I originally published this column in the Deseret News on 13 March 2014:
“I’m an atheist,” the late actress Katherine Hepburn once told an interviewer, “and that’s it. I believe there’s nothing we can know except that we should be kind to each other and do what we can for each other.”
Plainly, atheists can be, and often are, good people. It’s wonderful that Katherine Hepburn knew those things. I believe that she did know them; I hope that she acted accordingly. But how did she know them? It’s one thing to believe in moral principles; it’s quite another to be able to justify them, to give an account of their source. And this seems to me a particular problem for atheists.
“Morality,” writes the evolutionary atheist philosopher Michael Ruse, “or more strictly our belief in morality, is merely an adaptation put in place to further our reproductive ends. Hence the basis of ethics does not lie in God’s will — or in the metaphysical roots of evolution or any other part of the framework of the Universe. In an important sense, ethics as we understand it is an illusion fobbed off on us by our genes to get us to cooperate. It is without external grounding. Ethics is produced by evolution but is not justified by it.”
Once I’ve recognized that morality is an illusion, though, why should I feel bound by it — especially when I can safely ignore it?
“We are survival machines,” says the British biologist and vocal “New Atheist” Richard Dawkins, nothing more than “robot vehicles blindly programmed to preserve the selfish molecules known as genes.”

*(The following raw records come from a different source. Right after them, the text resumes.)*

//! ProjectForm component: create, edit or import a project

use std::rc::Rc;

use dioxus::prelude::*;
use shared_types::{Project, PROJECT_NAME_MAX_LEN};

use super::machine::{import_project, save_project, ProjectFormState};
use super::styles::PROJECT_FORM_STYLES;
use super::types::{FormConfig, SubmissionPhase};
use crate::api::HttpProjectApi;
use crate::navigation::{import_requested_from_location, install_unload_guard, BrowserNavigator};

#[component]
pub fn ProjectForm(
    #[props(default)] created: bool,
    #[props(default)] redirect_on_created: Option<String>,
    #[props(default)] project: Option<Project>,
) -> Element {
    let mut state = use_signal(|| {
        ProjectFormState::new(FormConfig {
            created,
            redirect_on_created: redirect_on_created.clone(),
            project_initial: project.clone(),
            importing: import_requested_from_location(),
        })
    });

    // Dropped with the component, which removes the listener
    let _unload_guard = use_hook(|| Rc::new(install_unload_guard(state)));

    // A new seed project from the parent replaces the draft wholesale
    use_effect(use_reactive((&project,), move |(project,)| {
        if let Some(project) = project {
            state.write().set_project(project);
        }
    }));

    let on_save = use_callback(move |_| {
        spawn(async move {
            let mut store = state;
            if let Err(e) = save_project(&mut store, &HttpProjectApi, &BrowserNavigator).await {
                dioxus_logger::tracing::debug!("save_project left error in form state: {}", e);
            }
        });
    });

    let on_import = use_callback(move |_| {
        spawn(async move {
            let mut store = state;
            if let Err(e) = import_project(&mut store, &HttpProjectApi, &BrowserNavigator).await {
                dioxus_logger::tracing::debug!("import_project left error in form state: {}", e);
            }
        });
    });

    let on_name_input = use_callback(move |e: FormEvent| {
        state.write().edit_name(e.value());
    });

    let on_description_input = use_callback(move |e: FormEvent| {
        state.write().edit_description(e.value());
    });

    let on_path_input = use_callback(move |e: FormEvent| {
        state.write().set_import_path(e.value());
    });

    let current = state.read().clone();
    let submitting = current.submitting();
    let is_existing = current.draft().has_identity();
    let name = current.draft().name.clone();
    let description = current.draft().description.clone().unwrap_or_default();
    let import_path = current.import_project_path().to_string();
    let max_len = PROJECT_NAME_MAX_LEN.to_string();
    let save_label = if is_existing { "Save" } else { "Create" };
    let error_banner = current
        .error()
        .map(|err| (err.title().to_string(), err.message().to_string()));

    if current.created() {
        return rsx! {
            style { {PROJECT_FORM_STYLES} }
            div {
                class: "project-form",
                CreatedPanel {
                    name: current.draft().name.clone(),
                    project_id: current.created_project_id().map(str::to_string),
                    imported: current.importing(),
                }
            }
        };
    }

    rsx! {
        style { {PROJECT_FORM_STYLES} }
        div {
            class: "project-form",
            if let Some((title, message)) = error_banner {
                div {
                    class: "project-form-error",
                    role: "alert",
                    strong { "{title}" }
                    pre { "{message}" }
                }
            }
            if current.importing() {
                div {
                    class: "project-form-fields",
                    label {
                        class: "project-form-label",
                        "Project path"
                        input {
                            class: "project-form-input",
                            r#type: "text",
                            placeholder: "/path/to/project.kiln",
                            value: "{import_path}",
                            disabled: submitting,
                            oninput: on_path_input,
                        }
                    }
                    p {
                        class: "project-form-hint",
                        "The path to a project.kiln file on this machine."
                    }
                    button {
                        class: "project-form-submit",
                        disabled: submitting,
                        onclick: on_import,
                        if submitting { "Importing..." } else { "Import" }
                    }
                }
            } else {
                div {
                    class: "project-form-fields",
                    label {
                        class: "project-form-label",
                        "Project name"
                        input {
                            class: "project-form-input",
                            r#type: "text",
                            maxlength: "{max_len}",
                            value: "{name}",
                            disabled: submitting,
                            oninput: on_name_input,
                        }
                    }
                    label {
                        class: "project-form-label",
                        "Description"
                        textarea {
                            class: "project-form-input",
                            rows: "4",
                            value: "{description}",
                            disabled: submitting,
                            oninput: on_description_input,
                        }
                    }
                    div {
                        class: "project-form-actions",
                        button {
                            class: "project-form-submit",
                            disabled: submitting,
                            onclick: on_save,
                            if submitting { "Saving..." } else { "{save_label}" }
                        }
                        if is_existing && current.phase() == SubmissionPhase::Succeeded {
                            span { class: "project-form-saved", "Saved" }
                        }
                    }
                }
            }
            if current.can_toggle_import() {
                p {
                    class: "project-form-toggle",
                    if current.importing() {
                        "Want to start from scratch? "
                        button {
                            class: "project-form-link",
                            disabled: submitting,
                            onclick: move |_| {
                                state.write().set_importing(false);
                            },
                            "Create a new project instead"
                        }
                    } else {
                        "Already have a project? "
                        button {
                            class: "project-form-link",
                            disabled: submitting,
                            onclick: move |_| {
                                state.write().set_importing(true);
                            },
                            "Import an existing project"
                        }
                    }
                }
            }
        }
    }
}

#[component]
fn CreatedPanel(name: String, project_id: Option<String>, imported: bool) -> Element {
    let heading = if imported {
        "Project imported"
    } else {
        "Project created"
    };
    let label = if name.is_empty() {
        "Your project".to_string()
    } else {
        format!("\"{name}\"")
    };

    rsx! {
        div {
            class: "project-form-created",
            h3 { "{heading}" }
            p { "{label} is ready to use." }
            if let Some(id) = project_id {
                span { class: "project-form-id", "ID: {id}" }
            }
        }
    }
}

“What natural selection favors,” writes Dawkins, “is rules of thumb, which work in practice to promote the genes that built them. Rules of thumb, by their nature, sometimes misfire. In a bird’s brain, the rule ‘Look after small squawking things in your nest, and drop food into their red gapes,’ typically has the effect of preserving the genes that built the rule, because the squawking, gaping objects in an adult bird’s nest are normally its own offspring. The rule misfires if another baby bird somehow gets into the nest, a circumstance that is positively engineered by cuckoos. Could it be that our Good Samaritan urges are misfiring, analogous to the misfiring of a reed warbler’s parental instincts when it works itself to the bone for a young cuckoo? An even closer analogy is the human urge to adopt a child.”
But does adoption — or contributing to relief for unrelated poor people in distant countries, or risking one’s life to save a stranger — really represent mere evolutionary error?
To his credit, Dawkins himself recoils from the idea. He calls such acts “precious mistakes.” But why are they “precious”? What does that mean beyond the mere fact that he likes them, as he might like broccoli or the Beach Boys?
“The universe that we observe,” he’s also written, “has precisely the properties we should expect if there is, at bottom, no design, no purpose, no evil, no good, nothing but pitiless indifference.”
On what objective grounds, if any, can someone holding this view say that failure to help a child or fight Third World hunger is “wrong”? On what basis, even, can such a person condemn murder, rape or child abuse? If somebody else endorses them, on what basis can a Dawkins disagree? The Nazis regarded killing Jews and Gypsies and enslaving Slavs as good things. Are these only matters of opinion?
Another way of looking at them involves what members of The Church of Jesus Christ of Latter-day Saints call “the light of Christ,” something given to every human. It provides both basic moral intuitions and, ultimately, the grounds for holding all of us morally accountable. As the apostle Paul wrote, “Gentiles, which have not the law, do by nature the things contained in the law … which shew the work of the law written in their hearts” (Romans 2:14-15).
A simple argument can be formulated this way:
1. If there is no God, objective morality and moral obligations don’t exist.
2. But objective morality and moral obligations do exist.
3. Therefore, God exists.
The logic of the argument is valid, and I suspect that most people intuitively believe both of the premises. If they are granted, the conclusion follows.
Note: This column was inspired and influenced by essays by William Lane Craig and Chad Meister in William Lane Craig and Chad Meister, eds., “God is Great, God is Good” (Downers Grove, IL, 2009).